- _Stored data entries_
━━━━━━━━━━━━━━━━━━━━━━━━━━━━━━
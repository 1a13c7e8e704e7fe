//! Package-level logging functions over the process-wide default logger
//!
//! Every function resolves the default at call time, so a later
//! [`init`] takes effect immediately. The recorded caller is the line that
//! called these functions.
//!
//! | style     | suffix | arguments                         |
//! |-----------|--------|-----------------------------------|
//! | variadic  | none   | `&[&dyn Display]`, space-joined   |
//! | format    | `f`    | `format_args!(...)`               |
//! | key/value | `w`    | message, alternating keys/values  |
//! | typed     | `z`    | message, `&[Field]`               |
//!
//! `panic*` functions log and then panic with the message. `fatal*`
//! functions log, flush, and exit the process with status 1.

use crate::core::field::{Field, FieldValue};
use std::fmt::{self, Display};

use crate::core::registry::current;
pub use crate::core::registry::{
    default_logger, default_sugared, init, set_default, sync, with_options,
};

#[track_caller]
pub fn debug(args: &[&dyn Display]) {
    current().sugared.debug(args);
}

#[track_caller]
pub fn debugf(args: fmt::Arguments<'_>) {
    current().sugared.debugf(args);
}

#[track_caller]
pub fn debugw(message: &str, keys_and_values: &[FieldValue]) {
    current().sugared.debugw(message, keys_and_values);
}

#[track_caller]
pub fn debugz(message: &str, fields: &[Field]) {
    current().logger.debug(message, fields);
}

#[track_caller]
pub fn info(args: &[&dyn Display]) {
    current().sugared.info(args);
}

#[track_caller]
pub fn infof(args: fmt::Arguments<'_>) {
    current().sugared.infof(args);
}

#[track_caller]
pub fn infow(message: &str, keys_and_values: &[FieldValue]) {
    current().sugared.infow(message, keys_and_values);
}

#[track_caller]
pub fn infoz(message: &str, fields: &[Field]) {
    current().logger.info(message, fields);
}

#[track_caller]
pub fn warn(args: &[&dyn Display]) {
    current().sugared.warn(args);
}

#[track_caller]
pub fn warnf(args: fmt::Arguments<'_>) {
    current().sugared.warnf(args);
}

#[track_caller]
pub fn warnw(message: &str, keys_and_values: &[FieldValue]) {
    current().sugared.warnw(message, keys_and_values);
}

#[track_caller]
pub fn warnz(message: &str, fields: &[Field]) {
    current().logger.warn(message, fields);
}

#[track_caller]
pub fn error(args: &[&dyn Display]) {
    current().sugared.error(args);
}

#[track_caller]
pub fn errorf(args: fmt::Arguments<'_>) {
    current().sugared.errorf(args);
}

#[track_caller]
pub fn errorw(message: &str, keys_and_values: &[FieldValue]) {
    current().sugared.errorw(message, keys_and_values);
}

#[track_caller]
pub fn errorz(message: &str, fields: &[Field]) {
    current().logger.error(message, fields);
}

#[track_caller]
pub fn panic(args: &[&dyn Display]) {
    let sugared = current().sugared.clone();
    sugared.panic(args);
}

#[track_caller]
pub fn panicf(args: fmt::Arguments<'_>) {
    let sugared = current().sugared.clone();
    sugared.panicf(args);
}

#[track_caller]
pub fn panicw(message: &str, keys_and_values: &[FieldValue]) {
    let sugared = current().sugared.clone();
    sugared.panicw(message, keys_and_values);
}

#[track_caller]
pub fn panicz(message: &str, fields: &[Field]) {
    let logger = current().logger.clone();
    logger.panic(message, fields);
}

#[track_caller]
pub fn fatal(args: &[&dyn Display]) -> ! {
    current().sugared.fatal(args)
}

#[track_caller]
pub fn fatalf(args: fmt::Arguments<'_>) -> ! {
    current().sugared.fatalf(args)
}

#[track_caller]
pub fn fatalw(message: &str, keys_and_values: &[FieldValue]) -> ! {
    current().sugared.fatalw(message, keys_and_values)
}

#[track_caller]
pub fn fatalz(message: &str, fields: &[Field]) -> ! {
    current().logger.fatal(message, fields)
}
━━━━━━━━━━━━━━━━━━━━━━━━━━━━━━
- _WHAT NEEDS TO BE DONE_
The entries shown above should be copied out word for word.

- _PROBLEM SOLUTION_
repository 1a13c7e8e704e7fe
//! Package-level logging functions over the process-wide default logger
//!
//! Every function resolves the default at call time, so a later
//! [`init`] takes effect immediately. The recorded caller is the line that
//! called these functions.
//!
//! | style     | suffix | arguments                         |
//! |-----------|--------|-----------------------------------|
//! | variadic  | none   | `&[&dyn Display]`, space-joined   |
//! | format    | `f`    | `format_args!(...)`               |
//! | key/value | `w`    | message, alternating keys/values  |
//! | typed     | `z`    | message, `&[Field]`               |
//!
//! `panic*` functions log and then panic with the message. `fatal*`
//! functions log, flush, and exit the process with status 1.

use crate::core::field::{Field, FieldValue};
use std::fmt::{self, Display};

use crate::core::registry::current;
pub use crate::core::registry::{
    default_logger, default_sugared, init, set_default, sync, with_options,
};

#[track_caller]
pub fn debug(args: &[&dyn Display]) {
    current().sugared.debug(args);
}

#[track_caller]
pub fn debugf(args: fmt::Arguments<'_>) {
    current().sugared.debugf(args);
}

#[track_caller]
pub fn debugw(message: &str, keys_and_values: &[FieldValue]) {
    current().sugared.debugw(message, keys_and_values);
}

#[track_caller]
pub fn debugz(message: &str, fields: &[Field]) {
    current().logger.debug(message, fields);
}

#[track_caller]
pub fn info(args: &[&dyn Display]) {
    current().sugared.info(args);
}

#[track_caller]
pub fn infof(args: fmt::Arguments<'_>) {
    current().sugared.infof(args);
}

#[track_caller]
pub fn infow(message: &str, keys_and_values: &[FieldValue]) {
    current().sugared.infow(message, keys_and_values);
}

#[track_caller]
pub fn infoz(message: &str, fields: &[Field]) {
    current().logger.info(message, fields);
}

#[track_caller]
pub fn warn(args: &[&dyn Display]) {
    current().sugared.warn(args);
}

#[track_caller]
pub fn warnf(args: fmt::Arguments<'_>) {
    current().sugared.warnf(args);
}

#[track_caller]
pub fn warnw(message: &str, keys_and_values: &[FieldValue]) {
    current().sugared.warnw(message, keys_and_values);
}

#[track_caller]
pub fn warnz(message: &str, fields: &[Field]) {
    current().logger.warn(message, fields);
}

#[track_caller]
pub fn error(args: &[&dyn Display]) {
    current().sugared.error(args);
}

#[track_caller]
pub fn errorf(args: fmt::Arguments<'_>) {
    current().sugared.errorf(args);
}

#[track_caller]
pub fn errorw(message: &str, keys_and_values: &[FieldValue]) {
    current().sugared.errorw(message, keys_and_values);
}

#[track_caller]
pub fn errorz(message: &str, fields: &[Field]) {
    current().logger.error(message, fields);
}

#[track_caller]
pub fn panic(args: &[&dyn Display]) {
    let sugared = current().sugared.clone();
    sugared.panic(args);
}

#[track_caller]
pub fn panicf(args: fmt::Arguments<'_>) {
    let sugared = current().sugared.clone();
    sugared.panicf(args);
}

#[track_caller]
pub fn panicw(message: &str, keys_and_values: &[FieldValue]) {
    let sugared = current().sugared.clone();
    sugared.panicw(message, keys_and_values);
}

#[track_caller]
pub fn panicz(message: &str, fields: &[Field]) {
    let logger = current().logger.clone();
    logger.panic(message, fields);
}

#[track_caller]
pub fn fatal(args: &[&dyn Display]) -> ! {
    current().sugared.fatal(args)
}

#[track_caller]
pub fn fatalf(args: fmt::Arguments<'_>) -> ! {
    current().sugared.fatalf(args)
}

#[track_caller]
pub fn fatalw(message: &str, keys_and_values: &[FieldValue]) -> ! {
    current().sugared.fatalw(message, keys_and_values)
}

#[track_caller]
pub fn fatalz(message: &str, fields: &[Field]) -> ! {
    current().logger.fatal(message, fields)
}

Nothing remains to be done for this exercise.